**INSTRUCTIONS TO FOLLOW**
Restate exactly the lines from the top of the listing below to the line containing "pub fn string(value: impl"; the remaining lines are not wanted.

**TASK DATA**
──────

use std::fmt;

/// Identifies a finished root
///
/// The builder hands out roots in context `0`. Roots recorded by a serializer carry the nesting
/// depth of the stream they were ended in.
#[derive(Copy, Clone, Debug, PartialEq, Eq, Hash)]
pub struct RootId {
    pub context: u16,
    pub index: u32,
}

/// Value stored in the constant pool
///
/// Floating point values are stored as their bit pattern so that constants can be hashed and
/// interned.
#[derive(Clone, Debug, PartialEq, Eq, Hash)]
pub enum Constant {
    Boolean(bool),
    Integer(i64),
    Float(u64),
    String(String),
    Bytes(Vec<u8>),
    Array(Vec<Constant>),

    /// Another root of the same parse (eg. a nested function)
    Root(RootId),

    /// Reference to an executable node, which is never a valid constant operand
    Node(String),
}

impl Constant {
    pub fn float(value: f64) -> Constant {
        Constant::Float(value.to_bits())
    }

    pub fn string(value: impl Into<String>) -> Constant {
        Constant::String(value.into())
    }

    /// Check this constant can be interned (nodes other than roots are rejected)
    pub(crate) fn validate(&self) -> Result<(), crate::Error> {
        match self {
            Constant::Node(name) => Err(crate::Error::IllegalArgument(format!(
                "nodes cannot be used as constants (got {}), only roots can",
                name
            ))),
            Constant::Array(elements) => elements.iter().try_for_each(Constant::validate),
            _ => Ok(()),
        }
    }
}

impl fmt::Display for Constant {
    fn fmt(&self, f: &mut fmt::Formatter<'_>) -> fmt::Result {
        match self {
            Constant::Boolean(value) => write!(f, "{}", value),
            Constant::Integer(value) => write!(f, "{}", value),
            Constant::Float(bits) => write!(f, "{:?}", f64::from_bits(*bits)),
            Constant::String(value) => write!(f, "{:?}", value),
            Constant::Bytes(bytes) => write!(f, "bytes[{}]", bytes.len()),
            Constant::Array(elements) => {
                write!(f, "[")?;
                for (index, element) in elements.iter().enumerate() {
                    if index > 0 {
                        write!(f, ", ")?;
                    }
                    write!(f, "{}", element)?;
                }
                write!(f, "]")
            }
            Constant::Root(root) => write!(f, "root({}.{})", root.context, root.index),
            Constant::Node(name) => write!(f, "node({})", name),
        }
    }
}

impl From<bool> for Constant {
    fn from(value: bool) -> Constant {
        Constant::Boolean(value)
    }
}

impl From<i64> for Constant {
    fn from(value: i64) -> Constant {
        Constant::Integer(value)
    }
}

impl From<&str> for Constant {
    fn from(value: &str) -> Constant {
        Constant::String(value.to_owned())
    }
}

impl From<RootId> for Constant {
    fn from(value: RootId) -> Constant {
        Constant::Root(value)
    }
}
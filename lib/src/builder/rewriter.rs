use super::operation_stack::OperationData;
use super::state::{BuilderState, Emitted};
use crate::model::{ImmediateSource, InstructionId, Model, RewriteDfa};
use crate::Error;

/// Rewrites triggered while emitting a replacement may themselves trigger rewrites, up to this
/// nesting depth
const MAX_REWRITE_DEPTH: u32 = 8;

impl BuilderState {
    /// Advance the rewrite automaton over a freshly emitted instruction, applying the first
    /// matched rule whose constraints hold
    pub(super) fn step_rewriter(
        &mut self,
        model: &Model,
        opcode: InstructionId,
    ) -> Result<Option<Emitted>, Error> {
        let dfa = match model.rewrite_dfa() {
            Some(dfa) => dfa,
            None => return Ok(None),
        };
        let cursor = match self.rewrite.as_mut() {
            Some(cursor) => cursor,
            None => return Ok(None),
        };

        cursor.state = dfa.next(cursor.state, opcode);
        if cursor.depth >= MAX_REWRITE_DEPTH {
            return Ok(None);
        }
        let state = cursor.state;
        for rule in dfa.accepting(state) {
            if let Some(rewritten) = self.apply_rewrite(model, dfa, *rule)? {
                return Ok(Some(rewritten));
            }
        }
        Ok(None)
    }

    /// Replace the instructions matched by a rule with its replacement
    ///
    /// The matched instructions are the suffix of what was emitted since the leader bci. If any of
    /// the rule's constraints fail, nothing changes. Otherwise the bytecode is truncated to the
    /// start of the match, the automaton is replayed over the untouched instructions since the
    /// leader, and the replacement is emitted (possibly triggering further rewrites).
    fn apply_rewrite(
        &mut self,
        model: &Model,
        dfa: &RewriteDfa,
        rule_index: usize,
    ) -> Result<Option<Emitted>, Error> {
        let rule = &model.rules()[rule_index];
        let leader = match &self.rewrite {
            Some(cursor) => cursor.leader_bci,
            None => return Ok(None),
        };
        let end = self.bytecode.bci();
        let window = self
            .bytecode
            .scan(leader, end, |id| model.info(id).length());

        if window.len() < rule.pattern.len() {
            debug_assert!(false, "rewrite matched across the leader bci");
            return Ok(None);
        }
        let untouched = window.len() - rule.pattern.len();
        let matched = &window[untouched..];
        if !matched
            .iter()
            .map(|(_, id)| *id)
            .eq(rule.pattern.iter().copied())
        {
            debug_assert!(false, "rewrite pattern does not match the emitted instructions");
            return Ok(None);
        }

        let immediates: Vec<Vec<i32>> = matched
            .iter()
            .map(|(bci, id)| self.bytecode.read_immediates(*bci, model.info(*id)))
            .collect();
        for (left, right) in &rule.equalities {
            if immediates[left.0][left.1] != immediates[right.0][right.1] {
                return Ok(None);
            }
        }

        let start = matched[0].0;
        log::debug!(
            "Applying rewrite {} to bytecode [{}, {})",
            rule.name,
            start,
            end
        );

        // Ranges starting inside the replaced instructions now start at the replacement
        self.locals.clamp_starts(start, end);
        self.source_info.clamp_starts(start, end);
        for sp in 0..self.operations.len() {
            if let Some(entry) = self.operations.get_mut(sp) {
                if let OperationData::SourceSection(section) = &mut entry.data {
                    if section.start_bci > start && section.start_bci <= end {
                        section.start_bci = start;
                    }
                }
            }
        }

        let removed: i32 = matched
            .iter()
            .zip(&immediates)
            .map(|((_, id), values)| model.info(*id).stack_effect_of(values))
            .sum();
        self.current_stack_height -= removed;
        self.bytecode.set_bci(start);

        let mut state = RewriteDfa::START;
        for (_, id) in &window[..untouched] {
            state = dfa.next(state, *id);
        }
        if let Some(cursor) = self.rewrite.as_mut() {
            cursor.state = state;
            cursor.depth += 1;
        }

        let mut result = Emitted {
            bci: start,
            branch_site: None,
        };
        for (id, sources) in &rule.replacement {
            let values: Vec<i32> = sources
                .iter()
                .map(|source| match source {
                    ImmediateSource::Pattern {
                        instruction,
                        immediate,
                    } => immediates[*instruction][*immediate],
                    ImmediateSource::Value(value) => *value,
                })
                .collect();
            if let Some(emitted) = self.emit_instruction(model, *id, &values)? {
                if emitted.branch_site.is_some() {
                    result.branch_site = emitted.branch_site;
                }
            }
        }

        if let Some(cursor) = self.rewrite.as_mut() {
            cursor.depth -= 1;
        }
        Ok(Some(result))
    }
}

──────

**OUTPUT FOR THIS EXERCISE**
use std::fmt;

/// Identifies a finished root
///
/// The builder hands out roots in context `0`. Roots recorded by a serializer carry the nesting
/// depth of the stream they were ended in.
#[derive(Copy, Clone, Debug, PartialEq, Eq, Hash)]
pub struct RootId {
    pub context: u16,
    pub index: u32,
}

/// Value stored in the constant pool
///
/// Floating point values are stored as their bit pattern so that constants can be hashed and
/// interned.
#[derive(Clone, Debug, PartialEq, Eq, Hash)]
pub enum Constant {
    Boolean(bool),
    Integer(i64),
    Float(u64),
    String(String),
    Bytes(Vec<u8>),
    Array(Vec<Constant>),

    /// Another root of the same parse (eg. a nested function)
    Root(RootId),

    /// Reference to an executable node, which is never a valid constant operand
    Node(String),
}

impl Constant {
    pub fn float(value: f64) -> Constant {
        Constant::Float(value.to_bits())
    }

    pub fn string(value: impl Into<String>) -> Constant {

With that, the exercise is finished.